• [What you have to do]:
Only those lines in the data below from the line containing "let ttl = match" through the line containing "if ttl.is_zero() ||", both included, should be restated word for word.

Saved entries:
━━━━

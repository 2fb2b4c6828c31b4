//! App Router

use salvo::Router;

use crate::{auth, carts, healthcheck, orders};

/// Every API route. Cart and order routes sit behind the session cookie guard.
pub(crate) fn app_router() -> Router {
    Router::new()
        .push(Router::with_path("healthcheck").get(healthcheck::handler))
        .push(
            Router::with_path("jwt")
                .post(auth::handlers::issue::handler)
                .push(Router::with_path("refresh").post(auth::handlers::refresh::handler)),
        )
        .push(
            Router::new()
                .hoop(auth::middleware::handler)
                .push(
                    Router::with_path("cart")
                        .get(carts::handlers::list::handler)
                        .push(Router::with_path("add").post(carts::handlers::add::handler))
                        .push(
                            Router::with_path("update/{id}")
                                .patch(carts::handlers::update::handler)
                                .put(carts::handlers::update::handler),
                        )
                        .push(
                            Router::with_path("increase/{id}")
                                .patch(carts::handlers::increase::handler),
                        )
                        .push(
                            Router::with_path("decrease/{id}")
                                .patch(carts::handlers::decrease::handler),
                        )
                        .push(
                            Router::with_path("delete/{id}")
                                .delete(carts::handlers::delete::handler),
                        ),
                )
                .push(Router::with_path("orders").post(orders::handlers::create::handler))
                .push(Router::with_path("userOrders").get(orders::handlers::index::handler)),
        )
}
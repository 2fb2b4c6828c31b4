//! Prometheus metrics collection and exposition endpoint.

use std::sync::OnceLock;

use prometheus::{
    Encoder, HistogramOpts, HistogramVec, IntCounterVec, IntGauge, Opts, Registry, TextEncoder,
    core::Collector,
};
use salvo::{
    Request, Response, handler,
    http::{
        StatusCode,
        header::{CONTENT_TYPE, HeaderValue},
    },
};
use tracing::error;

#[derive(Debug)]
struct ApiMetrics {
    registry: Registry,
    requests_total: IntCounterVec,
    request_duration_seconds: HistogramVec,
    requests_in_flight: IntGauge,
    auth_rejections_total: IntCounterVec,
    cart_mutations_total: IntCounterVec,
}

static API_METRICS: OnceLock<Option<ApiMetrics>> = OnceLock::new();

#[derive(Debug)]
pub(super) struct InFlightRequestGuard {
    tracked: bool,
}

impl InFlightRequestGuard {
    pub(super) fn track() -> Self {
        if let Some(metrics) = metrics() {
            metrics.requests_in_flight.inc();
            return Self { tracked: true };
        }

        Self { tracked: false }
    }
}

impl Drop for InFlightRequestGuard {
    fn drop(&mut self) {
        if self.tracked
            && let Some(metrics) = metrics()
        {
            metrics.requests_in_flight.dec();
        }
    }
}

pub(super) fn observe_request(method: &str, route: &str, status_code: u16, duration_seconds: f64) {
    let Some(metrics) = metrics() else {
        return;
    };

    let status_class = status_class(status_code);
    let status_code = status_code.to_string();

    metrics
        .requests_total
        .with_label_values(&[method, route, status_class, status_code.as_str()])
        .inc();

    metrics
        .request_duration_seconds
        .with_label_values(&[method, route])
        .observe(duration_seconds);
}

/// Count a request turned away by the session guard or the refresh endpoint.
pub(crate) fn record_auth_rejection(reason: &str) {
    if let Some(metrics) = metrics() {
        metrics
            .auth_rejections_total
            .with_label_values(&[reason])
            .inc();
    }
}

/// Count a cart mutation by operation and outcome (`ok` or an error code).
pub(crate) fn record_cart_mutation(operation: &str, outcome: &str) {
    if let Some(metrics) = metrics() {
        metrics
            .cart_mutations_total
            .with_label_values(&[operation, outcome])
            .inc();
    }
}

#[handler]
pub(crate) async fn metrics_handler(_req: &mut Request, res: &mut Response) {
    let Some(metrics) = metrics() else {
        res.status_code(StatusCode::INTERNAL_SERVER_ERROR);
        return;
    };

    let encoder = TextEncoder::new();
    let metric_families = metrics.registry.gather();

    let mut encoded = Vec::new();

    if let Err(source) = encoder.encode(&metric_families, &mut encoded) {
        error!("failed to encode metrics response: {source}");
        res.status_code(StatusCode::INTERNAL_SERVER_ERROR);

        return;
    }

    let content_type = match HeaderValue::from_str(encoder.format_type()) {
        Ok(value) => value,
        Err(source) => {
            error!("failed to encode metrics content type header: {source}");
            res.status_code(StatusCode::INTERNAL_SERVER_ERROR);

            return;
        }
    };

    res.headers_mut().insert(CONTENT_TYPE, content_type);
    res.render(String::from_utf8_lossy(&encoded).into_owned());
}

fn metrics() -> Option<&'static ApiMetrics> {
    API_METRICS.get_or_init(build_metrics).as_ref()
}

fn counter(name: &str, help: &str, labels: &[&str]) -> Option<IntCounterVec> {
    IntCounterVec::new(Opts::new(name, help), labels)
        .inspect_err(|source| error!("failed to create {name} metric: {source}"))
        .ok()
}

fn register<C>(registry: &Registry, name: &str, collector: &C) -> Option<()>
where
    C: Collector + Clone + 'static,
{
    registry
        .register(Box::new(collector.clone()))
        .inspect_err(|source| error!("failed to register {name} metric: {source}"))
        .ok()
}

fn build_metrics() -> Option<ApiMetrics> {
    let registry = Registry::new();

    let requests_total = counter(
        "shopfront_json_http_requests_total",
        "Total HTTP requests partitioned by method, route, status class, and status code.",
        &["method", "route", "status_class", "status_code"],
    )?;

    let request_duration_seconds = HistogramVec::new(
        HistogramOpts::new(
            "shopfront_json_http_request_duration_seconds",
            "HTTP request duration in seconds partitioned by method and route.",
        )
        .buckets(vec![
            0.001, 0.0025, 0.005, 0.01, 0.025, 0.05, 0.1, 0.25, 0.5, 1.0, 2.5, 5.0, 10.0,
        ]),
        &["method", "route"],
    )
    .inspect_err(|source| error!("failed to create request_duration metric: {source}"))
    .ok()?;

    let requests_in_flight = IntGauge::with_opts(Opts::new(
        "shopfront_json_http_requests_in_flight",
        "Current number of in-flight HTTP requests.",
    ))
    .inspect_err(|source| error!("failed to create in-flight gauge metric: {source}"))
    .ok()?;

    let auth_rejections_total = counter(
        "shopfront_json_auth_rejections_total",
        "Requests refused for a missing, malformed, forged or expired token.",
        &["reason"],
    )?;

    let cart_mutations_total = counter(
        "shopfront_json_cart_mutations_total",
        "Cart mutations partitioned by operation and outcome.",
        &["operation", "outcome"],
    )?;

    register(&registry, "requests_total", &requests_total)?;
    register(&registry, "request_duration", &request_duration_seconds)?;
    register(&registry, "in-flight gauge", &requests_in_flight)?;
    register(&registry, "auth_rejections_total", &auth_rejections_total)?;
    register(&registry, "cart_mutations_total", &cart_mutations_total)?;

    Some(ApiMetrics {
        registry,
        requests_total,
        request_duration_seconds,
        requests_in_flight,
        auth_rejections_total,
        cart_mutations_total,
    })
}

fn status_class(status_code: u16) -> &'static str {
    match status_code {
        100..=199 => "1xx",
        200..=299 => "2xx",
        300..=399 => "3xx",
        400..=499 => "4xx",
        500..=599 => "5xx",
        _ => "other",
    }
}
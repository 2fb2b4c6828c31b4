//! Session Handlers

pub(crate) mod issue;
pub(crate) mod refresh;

━━━━

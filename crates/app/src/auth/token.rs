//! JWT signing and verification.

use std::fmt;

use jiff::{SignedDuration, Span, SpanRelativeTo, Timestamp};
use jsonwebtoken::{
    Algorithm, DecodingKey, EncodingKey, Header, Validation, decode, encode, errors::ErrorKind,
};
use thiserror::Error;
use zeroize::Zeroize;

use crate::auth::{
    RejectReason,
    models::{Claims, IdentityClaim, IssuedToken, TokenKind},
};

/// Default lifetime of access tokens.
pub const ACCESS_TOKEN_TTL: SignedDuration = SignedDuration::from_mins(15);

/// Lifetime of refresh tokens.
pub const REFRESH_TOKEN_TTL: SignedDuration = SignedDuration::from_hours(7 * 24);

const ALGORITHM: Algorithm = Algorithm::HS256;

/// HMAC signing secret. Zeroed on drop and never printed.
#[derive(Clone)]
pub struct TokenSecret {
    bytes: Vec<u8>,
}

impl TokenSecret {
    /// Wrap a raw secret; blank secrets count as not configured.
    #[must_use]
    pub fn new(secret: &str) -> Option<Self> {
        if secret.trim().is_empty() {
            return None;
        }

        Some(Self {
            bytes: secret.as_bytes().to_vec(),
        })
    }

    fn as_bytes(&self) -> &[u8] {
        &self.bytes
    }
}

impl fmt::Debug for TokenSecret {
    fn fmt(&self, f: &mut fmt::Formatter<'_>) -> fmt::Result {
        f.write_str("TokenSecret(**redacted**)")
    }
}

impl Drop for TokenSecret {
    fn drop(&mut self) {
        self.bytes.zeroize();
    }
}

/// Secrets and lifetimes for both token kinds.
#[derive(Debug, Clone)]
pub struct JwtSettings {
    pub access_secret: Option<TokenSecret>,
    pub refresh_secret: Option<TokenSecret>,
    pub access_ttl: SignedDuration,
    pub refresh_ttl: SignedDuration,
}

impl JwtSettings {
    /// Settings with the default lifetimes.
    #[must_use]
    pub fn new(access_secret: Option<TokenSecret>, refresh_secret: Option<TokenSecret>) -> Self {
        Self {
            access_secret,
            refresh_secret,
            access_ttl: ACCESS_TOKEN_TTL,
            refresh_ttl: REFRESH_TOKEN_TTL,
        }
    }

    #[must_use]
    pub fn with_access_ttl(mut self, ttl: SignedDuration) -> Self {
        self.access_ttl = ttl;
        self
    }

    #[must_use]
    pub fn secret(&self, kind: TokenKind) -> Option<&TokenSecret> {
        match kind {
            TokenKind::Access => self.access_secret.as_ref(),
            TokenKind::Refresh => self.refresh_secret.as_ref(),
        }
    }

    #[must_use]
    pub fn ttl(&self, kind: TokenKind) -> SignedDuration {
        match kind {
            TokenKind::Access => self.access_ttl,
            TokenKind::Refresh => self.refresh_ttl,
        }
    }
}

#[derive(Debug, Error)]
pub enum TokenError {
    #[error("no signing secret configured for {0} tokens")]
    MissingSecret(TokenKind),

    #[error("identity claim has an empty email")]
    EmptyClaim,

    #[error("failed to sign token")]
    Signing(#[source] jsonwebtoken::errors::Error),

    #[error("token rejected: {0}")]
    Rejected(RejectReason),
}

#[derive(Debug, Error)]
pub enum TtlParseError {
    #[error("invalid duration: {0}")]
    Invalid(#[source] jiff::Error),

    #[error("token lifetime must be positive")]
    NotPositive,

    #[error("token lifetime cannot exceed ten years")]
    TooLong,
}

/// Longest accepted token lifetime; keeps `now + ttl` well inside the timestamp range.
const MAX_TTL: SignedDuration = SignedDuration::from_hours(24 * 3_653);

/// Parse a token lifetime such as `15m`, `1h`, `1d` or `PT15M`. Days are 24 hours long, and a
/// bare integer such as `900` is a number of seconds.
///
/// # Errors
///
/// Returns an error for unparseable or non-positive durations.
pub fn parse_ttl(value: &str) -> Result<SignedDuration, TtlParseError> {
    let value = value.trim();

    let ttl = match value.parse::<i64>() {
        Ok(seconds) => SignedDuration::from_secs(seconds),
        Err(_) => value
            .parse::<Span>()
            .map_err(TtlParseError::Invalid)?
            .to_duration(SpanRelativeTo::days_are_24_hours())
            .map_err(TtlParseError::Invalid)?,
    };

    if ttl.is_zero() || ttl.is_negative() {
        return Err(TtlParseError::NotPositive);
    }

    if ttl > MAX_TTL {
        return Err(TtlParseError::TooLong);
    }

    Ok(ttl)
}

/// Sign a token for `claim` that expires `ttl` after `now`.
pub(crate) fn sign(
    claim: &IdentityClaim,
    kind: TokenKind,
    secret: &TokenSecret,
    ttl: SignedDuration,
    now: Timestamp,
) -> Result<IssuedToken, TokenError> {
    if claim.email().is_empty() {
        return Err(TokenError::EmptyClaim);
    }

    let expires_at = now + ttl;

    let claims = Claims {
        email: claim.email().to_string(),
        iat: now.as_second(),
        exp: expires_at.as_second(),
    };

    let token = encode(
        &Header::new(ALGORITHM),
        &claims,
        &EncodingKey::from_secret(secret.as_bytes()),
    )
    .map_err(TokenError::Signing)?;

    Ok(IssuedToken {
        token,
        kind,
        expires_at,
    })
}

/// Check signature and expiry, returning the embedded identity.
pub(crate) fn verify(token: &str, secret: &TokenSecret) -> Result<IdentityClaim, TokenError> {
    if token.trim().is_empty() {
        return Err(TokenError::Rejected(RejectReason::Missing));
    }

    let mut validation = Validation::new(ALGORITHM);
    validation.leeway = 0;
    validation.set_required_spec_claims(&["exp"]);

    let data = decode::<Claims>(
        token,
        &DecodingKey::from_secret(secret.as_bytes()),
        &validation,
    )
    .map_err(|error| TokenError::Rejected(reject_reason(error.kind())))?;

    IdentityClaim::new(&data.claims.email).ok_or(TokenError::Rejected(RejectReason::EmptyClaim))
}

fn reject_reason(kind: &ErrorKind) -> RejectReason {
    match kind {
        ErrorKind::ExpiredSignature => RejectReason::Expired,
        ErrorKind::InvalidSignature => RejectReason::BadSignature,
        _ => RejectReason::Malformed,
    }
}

━━━━

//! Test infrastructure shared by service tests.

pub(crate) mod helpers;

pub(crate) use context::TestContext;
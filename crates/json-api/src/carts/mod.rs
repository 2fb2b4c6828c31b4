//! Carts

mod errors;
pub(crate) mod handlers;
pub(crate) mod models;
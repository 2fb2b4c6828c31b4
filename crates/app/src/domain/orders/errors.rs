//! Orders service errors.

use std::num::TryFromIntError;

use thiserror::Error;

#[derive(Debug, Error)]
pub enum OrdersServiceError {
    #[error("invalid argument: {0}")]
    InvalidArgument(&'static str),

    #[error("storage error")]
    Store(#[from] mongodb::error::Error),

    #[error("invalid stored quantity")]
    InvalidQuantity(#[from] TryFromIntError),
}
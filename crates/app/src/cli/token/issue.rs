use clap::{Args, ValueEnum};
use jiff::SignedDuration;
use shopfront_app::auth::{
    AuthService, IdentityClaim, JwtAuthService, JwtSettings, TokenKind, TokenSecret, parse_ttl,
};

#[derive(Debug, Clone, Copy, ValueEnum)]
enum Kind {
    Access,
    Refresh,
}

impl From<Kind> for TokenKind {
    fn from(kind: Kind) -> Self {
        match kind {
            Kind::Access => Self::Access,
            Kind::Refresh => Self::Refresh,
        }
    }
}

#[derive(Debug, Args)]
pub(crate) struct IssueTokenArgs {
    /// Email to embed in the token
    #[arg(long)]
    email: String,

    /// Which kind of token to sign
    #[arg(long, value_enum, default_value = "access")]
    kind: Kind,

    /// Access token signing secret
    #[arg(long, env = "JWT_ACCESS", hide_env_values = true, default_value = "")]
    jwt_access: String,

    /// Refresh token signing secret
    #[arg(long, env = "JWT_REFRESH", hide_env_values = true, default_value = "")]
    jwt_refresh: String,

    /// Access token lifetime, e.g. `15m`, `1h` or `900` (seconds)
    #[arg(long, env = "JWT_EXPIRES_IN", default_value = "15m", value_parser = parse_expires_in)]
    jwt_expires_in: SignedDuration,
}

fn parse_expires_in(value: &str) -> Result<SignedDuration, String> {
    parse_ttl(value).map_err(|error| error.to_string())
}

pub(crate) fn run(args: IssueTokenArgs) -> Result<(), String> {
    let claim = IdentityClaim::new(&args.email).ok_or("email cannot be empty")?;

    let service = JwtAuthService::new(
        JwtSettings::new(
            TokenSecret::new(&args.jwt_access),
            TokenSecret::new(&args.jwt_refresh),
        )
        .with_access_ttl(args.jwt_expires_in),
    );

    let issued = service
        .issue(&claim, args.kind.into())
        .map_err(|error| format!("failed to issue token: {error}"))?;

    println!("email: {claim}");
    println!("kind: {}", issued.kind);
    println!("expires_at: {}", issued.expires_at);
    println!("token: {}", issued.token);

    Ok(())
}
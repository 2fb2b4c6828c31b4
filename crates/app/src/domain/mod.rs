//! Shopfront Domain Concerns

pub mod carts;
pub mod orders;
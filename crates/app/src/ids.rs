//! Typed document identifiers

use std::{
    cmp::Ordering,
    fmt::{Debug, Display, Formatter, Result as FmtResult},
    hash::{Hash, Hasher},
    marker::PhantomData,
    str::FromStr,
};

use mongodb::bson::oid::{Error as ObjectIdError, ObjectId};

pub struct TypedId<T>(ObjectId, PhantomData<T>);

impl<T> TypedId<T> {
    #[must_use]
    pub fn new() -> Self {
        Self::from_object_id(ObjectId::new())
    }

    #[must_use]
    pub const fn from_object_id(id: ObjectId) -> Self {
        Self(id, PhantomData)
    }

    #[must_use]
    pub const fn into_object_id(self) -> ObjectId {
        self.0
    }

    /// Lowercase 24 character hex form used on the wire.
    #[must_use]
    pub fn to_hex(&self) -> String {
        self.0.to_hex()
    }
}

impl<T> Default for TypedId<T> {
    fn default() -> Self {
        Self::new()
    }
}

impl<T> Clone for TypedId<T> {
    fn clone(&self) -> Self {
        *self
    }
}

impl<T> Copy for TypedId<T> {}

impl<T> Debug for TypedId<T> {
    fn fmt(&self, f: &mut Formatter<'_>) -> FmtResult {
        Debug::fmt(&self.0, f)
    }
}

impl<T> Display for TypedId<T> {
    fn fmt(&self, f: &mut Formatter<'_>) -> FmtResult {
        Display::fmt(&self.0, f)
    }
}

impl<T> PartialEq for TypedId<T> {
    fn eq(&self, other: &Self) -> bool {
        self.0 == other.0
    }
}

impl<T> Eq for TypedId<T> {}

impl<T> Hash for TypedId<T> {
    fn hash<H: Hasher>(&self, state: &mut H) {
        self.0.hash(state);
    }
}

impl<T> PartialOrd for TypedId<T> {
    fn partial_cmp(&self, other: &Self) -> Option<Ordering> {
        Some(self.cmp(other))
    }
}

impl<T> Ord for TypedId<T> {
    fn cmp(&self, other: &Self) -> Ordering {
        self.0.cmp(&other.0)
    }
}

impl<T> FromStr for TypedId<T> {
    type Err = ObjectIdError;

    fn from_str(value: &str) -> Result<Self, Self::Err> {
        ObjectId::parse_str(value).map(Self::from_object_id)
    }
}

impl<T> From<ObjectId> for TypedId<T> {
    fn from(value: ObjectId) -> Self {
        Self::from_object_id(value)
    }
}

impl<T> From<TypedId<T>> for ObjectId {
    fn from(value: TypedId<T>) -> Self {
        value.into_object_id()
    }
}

━━━━

• [Output below]:
    let ttl = match value.parse::<i64>() {
        Ok(seconds) => SignedDuration::from_secs(seconds),
        Err(_) => value
            .parse::<Span>()
            .map_err(TtlParseError::Invalid)?
            .to_duration(SpanRelativeTo::days_are_24_hours())
            .map_err(TtlParseError::Invalid)?,
    };

    if ttl.is_zero() || ttl.is_negative() {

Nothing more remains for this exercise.